Ex voto del 1936 di Stella Tartabini realizzato dal Prof. Giuseppe Asciutti. Foto di Bruno Grandinetti.

Il Santuario della Madonna delle Grazie di Potenza Picena si trova in prossimità del centro storico, dove fino al 1956 era collocata Porta di San Giovanni, poi demolita, rientrante nell’omonimo quartiere medioevale.

La popolazione di Monte Santo, l’antico nome di Potenza Picena, cambiato il giorno 21 dicembre 1862, è stata sempre molto devota alla Madonna delle Grazie e sin dagli inizi dell’Ottocento vigeva la tradizione degli ex voto da dedicare alla Madonna (P.G.R., per grazia ricevuta).

Questa tradizione popolare è proseguita per tutto l’Ottocento e la prima parte del Novecento.

Gli ex voto erano lavorati su tela, tavola lignea o carta e rappresentavano l’avvenimento per cui si era ricevuta la grazia, con indicato il nome del beneficiario e la data.

Venivano, inoltre, donati anche molti oggetti preziosi, il cosiddetto “tesoro della Madonna delle Grazie”, costituito da coralli, anelli, orecchini, orologi, spille, catenine, fedi nuziali, bracciali, ciondoli e croci, fili di piccole perle bianche.

Per quanto riguarda gli ex voto su tela, tavola e carta, Bruno Grandinetti negli anni settanta del novecento li aveva fotografati tutti e se ne potevano contare ben 51 pezzi, che andavano dal 1833, il più antico, al 1940, il più recente.

Uno di questi ex voto era stato eseguito dal Prof. Giuseppe Asciutti nel 1936 su commissione di Stella Tartabini, per una grazia ricevuta dalla Madonna delle Grazie. Questo ex voto su tavola è un autentico capolavoro artistico e religioso.

Santuario della Madonna delle Grazie di Potenza Picena. Foto di Bruno Grandinetti.

Questi 51 ex voto sono stati depositati presso la Collegiata di Santo Stefano, mentre tutti gli oggetti preziosi erano stati depositati presso il Monastero di San Sisto delle nostre suore benedettine nel 1974.

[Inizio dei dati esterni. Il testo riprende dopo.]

#[cfg(test)]
mod tests {
    use super::*;
    use approx::assert_relative_eq;
    use chrono::Duration;

    fn make_record(match_id: &str, option_id: &str, stake: f64, success: bool) -> BetRecord {
        BetRecord {
            id: None,
            match_id: match_id.into(),
            option_id: option_id.into(),
            match_title: "T1 vs GEN".into(),
            option_text: "T1".into(),
            stake,
            odds: 2.0,
            rule: "fallback".into(),
            success,
            endpoint: success.then_some(Endpoint::Primary),
            message: None,
            dry_run: false,
            submitted_at: Utc::now(),
        }
    }

    #[test]
    fn test_failed_record_does_not_count_as_bet() {
        let db = Database::open_in_memory().unwrap();
        db.insert_bet_record(&make_record("g1", "o1", 100.0, false)).unwrap();
        assert!(!db.has_successful_bet("g1", "o1").unwrap());

        db.insert_bet_record(&make_record("g1", "o1", 100.0, true)).unwrap();
        assert!(db.has_successful_bet("g1", "o1").unwrap());
        assert!(!db.has_successful_bet("g1", "o2").unwrap());
    }

    #[test]
    fn test_records_round_trip_endpoint() {
        let db = Database::open_in_memory().unwrap();
        let mut rec = make_record("g1", "o1", 50.0, true);
        rec.endpoint = Some(Endpoint::Backup);
        db.insert_bet_record(&rec).unwrap();

        let rows = db.list_bets_for_match("g1").unwrap();
        assert_eq!(rows.len(), 1);
        assert_eq!(rows[0].endpoint, Some(Endpoint::Backup));
        assert!(rows[0].id.is_some());
    }

    #[test]
    fn test_committed_stake_since_skips_failures_and_old_rows() {
        let db = Database::open_in_memory().unwrap();
        let mut old = make_record("g0", "o1", 70.0, true);
        old.submitted_at = Utc::now() - Duration::days(2);
        db.insert_bet_record(&old).unwrap();
        db.insert_bet_record(&make_record("g1", "o1", 40.0, true)).unwrap();
        db.insert_bet_record(&make_record("g2", "o1", 25.0, false)).unwrap();

        let since = Utc::now() - Duration::hours(1);
        assert_relative_eq!(db.committed_stake_since(since).unwrap(), 40.0, epsilon = 1e-9);
    }

    #[test]
    fn test_loss_since_ignores_winning_settlements() {
        let db = Database::open_in_memory().unwrap();
        let now = Utc::now();
        for (opt, payout) in [("o1", 0.0), ("o2", 250.0)] {
            db.insert_settlement(&Settlement {
                id: None,
                match_id: "g1".into(),
                option_id: opt.into(),
                stake: 100.0,
                payout,
                recorded_at: now,
            })
            .unwrap();
        }
        assert_relative_eq!(
            db.loss_since(now - Duration::minutes(1)).unwrap(),
            100.0,
            epsilon = 1e-9
        );
        assert!(db.is_settled("g1", "o2").unwrap());

        let stats = db.get_stats().unwrap();
        assert_eq!(stats.settled_bets, 2);
        assert_relative_eq!(stats.settled_net, 50.0, epsilon = 1e-9);
    }

    #[test]
    fn test_skipped_wagers_listed_newest_first_and_counted() {
        let db = Database::open_in_memory().unwrap();
        let now = Utc::now();
        for (i, kind) in ["budget_exceeded", "duplicate_wager"].iter().enumerate() {
            db.insert_skipped_wager(&SkippedWager {
                id: None,
                match_id: format!("g{}", i),
                option_id: "o1".into(),
                match_title: "T1 vs GEN".into(),
                option_text: "T1".into(),
                stake: 100.0,
                rule: "fallback".into(),
                reason_kind: kind.to_string(),
                reason: "refused".into(),
                skipped_at: now + Duration::seconds(i as i64),
            })
            .unwrap();
        }
        let rows = db.list_skipped_wagers(10, 0).unwrap();
        assert_eq!(rows.len(), 2);
        assert_eq!(rows[0].reason_kind, "duplicate_wager");
        assert_eq!(db.get_stats().unwrap().skipped_wagers, 2);
        // skips never count as wagers
        assert!(!db.has_successful_bet("g0", "o1").unwrap());
    }

    #[test]
    fn test_bet_ledger_survives_reopen() {
        let path = std::env::temp_dir().join(format!("autobet-ledger-{}.db", std::process::id()));
        let path = path.to_string_lossy().to_string();
        let _ = std::fs::remove_file(&path);
        {
            let db = Database::open(&path).unwrap();
            db.insert_bet_record(&make_record("g1", "o1", 100.0, true)).unwrap();
        }
        let reopened = Database::open(&path).unwrap();
        assert!(reopened.has_successful_bet("g1", "o1").unwrap());
        drop(reopened);
        for suffix in ["", "-wal", "-shm"] {
            let _ = std::fs::remove_file(format!("{}{}", path, suffix));
        }
    }
}
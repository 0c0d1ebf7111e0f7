use chrono::{DateTime, Utc};
use serde::{Deserialize, Serialize};
use std::collections::HashMap;

/// Status label the betting board uses for matches still open for wagers.
pub const LIVE_STATUS: &str = "LIVE";

/// A time-boxed betting match as published by the board
#[derive(Debug, Clone, PartialEq, Serialize, Deserialize)]
pub struct Match {
    /// Board game ID
    pub id: String,
    pub title: String,
    /// Wagers are refused by the board after this instant
    pub close_time: DateTime<Utc>,
    /// "LIVE" | anything else (settled, cancelled, ...)
    pub status: String,
    /// Options in board order; selection ties resolve to the earliest one
    pub options: Vec<MatchOption>,
    /// Rake applied to payouts (0.05 = 5%)
    pub tax_rate: f64,
}

impl Match {
    pub fn is_live(&self) -> bool {
        self.status.eq_ignore_ascii_case(LIVE_STATUS)
    }

    /// Sum of the stake currently backing every option.
    pub fn backed_total(&self) -> f64 {
        self.options.iter().map(|o| o.backed_total.max(0.0)).sum()
    }
}

/// One selectable outcome of a match
#[derive(Debug, Clone, PartialEq, Serialize, Deserialize)]
pub struct MatchOption {
    /// Board option ID (unique within its match)
    pub id: String,
    pub text: String,
    /// Decimal odds offered by the board (> 1.0 to be eligible)
    pub odds: f64,
    /// Total stake other users already placed on this option
    pub backed_total: f64,
}

/// Externally observed odds per option text for one match.
pub type ReferenceOdds = HashMap<String, f64>;

/// Which of the two board hosts accepted a submission
#[derive(Debug, Clone, Copy, PartialEq, Eq, Hash, Serialize, Deserialize)]
#[serde(rename_all = "lowercase")]
pub enum Endpoint {
    Primary,
    Backup,
}

impl Endpoint {
    pub fn as_str(&self) -> &'static str {
        match self {
            Endpoint::Primary => "primary",
            Endpoint::Backup => "backup",
        }
    }

    pub fn parse(s: &str) -> Option<Self> {
        match s {
            "primary" => Some(Endpoint::Primary),
            "backup" => Some(Endpoint::Backup),
            _ => None,
        }
    }
}

/// One submission attempt recorded in the append-only bet ledger
#[derive(Debug, Clone, Serialize, Deserialize)]
pub struct BetRecord {
    pub id: Option<i64>,
    pub match_id: String,
    pub option_id: String,
    pub match_title: String,
    pub option_text: String,
    pub stake: f64,
    /// Odds offered when the wager was armed
    pub odds: f64,
    /// "arbitrage" | "equilibrium" | "fallback"
    pub rule: String,
    pub success: bool,
    /// Endpoint that accepted the wager (None when both failed)
    pub endpoint: Option<Endpoint>,
    /// Message returned by the board (or the transport error)
    pub message: Option<String>,
    /// Whether this wager went to the simulated gateway
    pub dry_run: bool,
    pub submitted_at: DateTime<Utc>,
}

/// A wager as listed by the board for one match (any user's)
#[derive(Debug, Clone, PartialEq, Serialize, Deserialize)]
pub struct RemoteBet {
    pub id: String,
    pub match_id: String,
    pub option_id: String,
    pub user_id: String,
    pub stake: f64,
    /// Board-local timestamp, passed through as sent
    pub created_at: String,
}

/// A scheduled wager the executor refused to submit (duplicate, over
/// budget, stop-loss, ...). Kept so the refusals show up next to the ledger.
#[derive(Debug, Clone, Serialize, Deserialize)]
pub struct SkippedWager {
    pub id: Option<i64>,
    pub match_id: String,
    pub option_id: String,
    pub match_title: String,
    pub option_text: String,
    pub stake: f64,
    pub rule: String,
    /// `WagerError::kind()` label
    pub reason_kind: String,
    pub reason: String,
    pub skipped_at: DateTime<Utc>,
}

/// Outcome of a settled wager, used to track realised losses
#[derive(Debug, Clone, Serialize, Deserialize)]
pub struct Settlement {
    pub id: Option<i64>,
    pub match_id: String,
    pub option_id: String,
    pub stake: f64,
    /// Points credited back by the board (0 for a lost wager)
    pub payout: f64,
    pub recorded_at: DateTime<Utc>,
}

impl Settlement {
    /// Realised loss of this wager (never negative).
    pub fn loss(&self) -> f64 {
        (self.stake - self.payout).max(0.0)
    }
}
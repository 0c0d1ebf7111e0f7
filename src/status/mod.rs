use axum::{
    extract::{Path, Query, State},
    http::StatusCode,
    response::IntoResponse,
    routing::{get, post},
    Json, Router,
};
use serde::{Deserialize, Serialize};
use std::sync::Arc;
use tower_http::cors::CorsLayer;
use tracing::{info, warn};

use crate::db::models::ReferenceOdds;
use crate::db::{Database, Stats};
use crate::wager::risk::{RiskLedger, RiskState};
use crate::wager::scheduler::DeadlineScheduler;
use crate::wager::settlement::record_settlement;
use crate::wager::gateway::BoardLookup;
use crate::wager::OddsCache;

#[derive(Clone)]
pub struct AppState {
    pub db: Database,
    pub risk: RiskLedger,
    pub scheduler: DeadlineScheduler,
    pub odds: OddsCache,
    /// Live board lookups (bet details, result posts)
    pub board: Arc<dyn BoardLookup>,
    pub dry_run: bool,
    /// Informational labels from the config
    pub match_type: String,
    pub strategy: String,
    pub lead_seconds: u64,
}

/// Build the Axum router for the status API.
pub fn router(state: AppState) -> Router {
    Router::new()
        .route("/api/status", get(status_handler))
        .route("/api/bets", get(bets_handler))
        .route("/api/bets/:match_id", get(match_bets_handler))
        .route("/api/skipped", get(skipped_handler))
        .route("/api/bet-details/:match_id", get(bet_details_handler))
        .route("/api/results", get(results_handler))
        .route("/api/results/:tid", get(result_detail_handler))
        .route("/api/schedule", get(schedule_handler))
        .route(
            "/api/odds/:match_id",
            get(get_odds_handler)
                .put(put_odds_handler)
                .delete(delete_odds_handler),
        )
        .route("/api/settlements", post(settlement_handler))
        .layer(CorsLayer::permissive())
        .with_state(Arc::new(state))
}

#[derive(Serialize)]
struct StatusView {
    dry_run: bool,
    match_type: String,
    strategy: String,
    lead_seconds: u64,
    max_daily_bet_fraction: f64,
    stop_loss_fraction: f64,
    risk: RiskState,
    pending_timers: usize,
    reference_matches: usize,
    stats: Stats,
}

type ApiError = (StatusCode, String);

fn internal(e: anyhow::Error) -> ApiError {
    (StatusCode::INTERNAL_SERVER_ERROR, format!("{:#}", e))
}

fn upstream(e: anyhow::Error) -> ApiError {
    warn!("M-Team lookup failed: {:#}", e);
    (StatusCode::BAD_GATEWAY, format!("{:#}", e))
}

/// GET /api/status
async fn status_handler(State(state): State<Arc<AppState>>) -> Result<impl IntoResponse, ApiError> {
    let stats = state.db.get_stats().map_err(internal)?;
    let limits = state.risk.limits();
    Ok(Json(StatusView {
        dry_run: state.dry_run,
        match_type: state.match_type.clone(),
        strategy: state.strategy.clone(),
        lead_seconds: state.lead_seconds,
        max_daily_bet_fraction: limits.max_daily_bet_fraction,
        stop_loss_fraction: limits.stop_loss_fraction,
        risk: state.risk.snapshot(),
        pending_timers: state.scheduler.pending_count(),
        reference_matches: state.odds.len().await,
        stats,
    }))
}

#[derive(Debug, Deserialize)]
struct Page {
    limit: Option<i64>,
    offset: Option<i64>,
}

/// GET /api/bets?limit=50&offset=0
async fn bets_handler(
    State(state): State<Arc<AppState>>,
    Query(page): Query<Page>,
) -> Result<impl IntoResponse, ApiError> {
    let limit = page.limit.unwrap_or(50).clamp(1, 500);
    let offset = page.offset.unwrap_or(0).max(0);
    state
        .db
        .list_bet_records(limit, offset)
        .map(Json)
        .map_err(internal)
}

/// GET /api/bets/:match_id
async fn match_bets_handler(
    State(state): State<Arc<AppState>>,
    Path(match_id): Path<String>,
) -> Result<impl IntoResponse, ApiError> {
    state
        .db
        .list_bets_for_match(&match_id)
        .map(Json)
        .map_err(internal)
}

/// GET /api/skipped?limit=50&offset=0
async fn skipped_handler(
    State(state): State<Arc<AppState>>,
    Query(page): Query<Page>,
) -> Result<impl IntoResponse, ApiError> {
    let limit = page.limit.unwrap_or(50).clamp(1, 500);
    let offset = page.offset.unwrap_or(0).max(0);
    state
        .db
        .list_skipped_wagers(limit, offset)
        .map(Json)
        .map_err(internal)
}

/// GET /api/bet-details/:match_id (every user's wagers, from the board)
async fn bet_details_handler(
    State(state): State<Arc<AppState>>,
    Path(match_id): Path<String>,
) -> Result<impl IntoResponse, ApiError> {
    state
        .board
        .fetch_bet_details(&match_id)
        .await
        .map(Json)
        .map_err(upstream)
}

#[derive(Debug, Deserialize)]
struct PostPage {
    page: Option<u32>,
    size: Option<u32>,
}

/// GET /api/results?page=1&size=20
async fn results_handler(
    State(state): State<Arc<AppState>>,
    Query(q): Query<PostPage>,
) -> Result<impl IntoResponse, ApiError> {
    let page = q.page.unwrap_or(1).max(1);
    let size = q.size.unwrap_or(20).clamp(1, 100);
    state
        .board
        .fetch_result_posts(page, size)
        .await
        .map(Json)
        .map_err(upstream)
}

/// GET /api/results/:tid
async fn result_detail_handler(
    State(state): State<Arc<AppState>>,
    Path(tid): Path<String>,
) -> Result<impl IntoResponse, ApiError> {
    state
        .board
        .fetch_post_detail(&tid)
        .await
        .map(Json)
        .map_err(upstream)
}

/// GET /api/schedule
async fn schedule_handler(State(state): State<Arc<AppState>>) -> impl IntoResponse {
    Json(state.scheduler.snapshot())
}

/// GET /api/odds/:match_id
async fn get_odds_handler(
    State(state): State<Arc<AppState>>,
    Path(match_id): Path<String>,
) -> impl IntoResponse {
    Json(state.odds.fetch_reference_odds(&match_id).await)
}

#[derive(Serialize)]
struct OddsUpdated {
    match_id: String,
    kept: usize,
}

/// PUT /api/odds/:match_id with `{"<option text>": 1.85, ...}`
async fn put_odds_handler(
    State(state): State<Arc<AppState>>,
    Path(match_id): Path<String>,
    Json(odds): Json<ReferenceOdds>,
) -> Result<impl IntoResponse, ApiError> {
    let kept = state.odds.upsert(&match_id, odds).await;
    state.odds.save_file().await.map_err(internal)?;
    info!("Reference odds for {} replaced ({} entries)", match_id, kept);
    Ok(Json(OddsUpdated { match_id, kept }))
}

/// DELETE /api/odds/:match_id
async fn delete_odds_handler(
    State(state): State<Arc<AppState>>,
    Path(match_id): Path<String>,
) -> Result<impl IntoResponse, ApiError> {
    if !state.odds.remove(&match_id).await {
        return Err((StatusCode::NOT_FOUND, format!("No reference odds for {}", match_id)));
    }
    state.odds.save_file().await.map_err(internal)?;
    Ok(StatusCode::NO_CONTENT)
}

#[derive(Debug, Deserialize)]
struct SettlementRequest {
    match_id: String,
    option_id: String,
    payout: f64,
}

/// POST /api/settlements
async fn settlement_handler(
    State(state): State<Arc<AppState>>,
    Json(req): Json<SettlementRequest>,
) -> Result<impl IntoResponse, ApiError> {
    match record_settlement(&state.db, &state.risk, &req.match_id, &req.option_id, req.payout) {
        Ok(Some(s)) => Ok((StatusCode::CREATED, Json(s))),
        Ok(None) => Err((
            StatusCode::CONFLICT,
            format!("Wager {}/{} already settled", req.match_id, req.option_id),
        )),
        Err(e) => Err((StatusCode::BAD_REQUEST, format!("{:#}", e))),
    }
}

Oggi purtroppo, non vi è più traccia di questi oggetti preziosi, anche se esiste l’inventario completo dei beni, mentre per quanto riguarda gli ex voto su tela, tavola e carta, presso la Collegiata di Santo Stefano se ne trovano solo 26, mentre non si sa che fine possano aver fatto gli altri 25.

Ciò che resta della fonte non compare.